Ganz am Anfang wurde schon erwähnt, dass ihr Centbeträge angeboten bekommt. Welche Arbeitskämpfe plant ihr in Pandemiezeiten?
Hüseyin Kandemir: Seit 20 Jahren sind wir als KNSG, Betriebsrat und Gewerkschaft zum ersten Mal zusammen so stark. Ich denke, das ist unsere letzte Chance. Deshalb müssen wir all unsere Möglichkeiten nutzen, unseren Fall in die Öffentlichkeit zu tragen. Am Wochenende habe ich auch mit der Stadträtin Özlem Demir von der Linken gesprochen. Sie wollen und werden uns unterstützen. Wir haben auch darüber gesprochen andere Stadträte mit ins Boot zu holen.

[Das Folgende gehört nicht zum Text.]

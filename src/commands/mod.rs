pub mod common;
pub mod files;
pub mod next;
pub mod set;
pub mod status;
pub mod workflow;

Joana Terborg: Bis vor kurzem war die KNSG noch Teil eines bayernweiten Tarifverbundes. Daraus sind wir mittlerweile ausgeschieden. Von der Tarifkommission gab es danach einen klaren Beschluss, den Arbeitgeber zu Tarifverhandlungen aufzufordern – hier vor Ort, in Nürnberg. Das erhöht die Chancen auf eine starke Tarifauseinandersetzung, weil wir erstens hier stark aufgestellt und zweitens direkt vor Ort sind. Dann ist es viel einfacher, die KollegInnen dafür zu mobilisieren. Es geht um das eigene Haus, um den eigenen Arbeitgeber. Die Frage nach der Beteiligung am Arbeitskampf ist dann viel konkreter. Für viele kostet die Beteiligung an einem Arbeitskampf Mut und das hat auch was mit Vertrauen zu tun. Es ist was Anderes, wenn man zu einem Treffen geht, alle sich kennenlernen können, die Argumente und die Strategie hören kann und überzeugend findet. Und natürlich direkt mitdiskutieren und mitbestimmen kann. Das ist für eine starke Tarifauseinandersetzung ganz zentral und zudem eine grundlegende Erfordernis in politischen Prozessen. Wir werden ein Strategietreffen machen mit der Tarifkommission und Mitgliederversammlungen – hoffentlich in Präsenz, wenn die Situation es zulässt. Wir werden den 1. Mai nutzen und vieles mehr.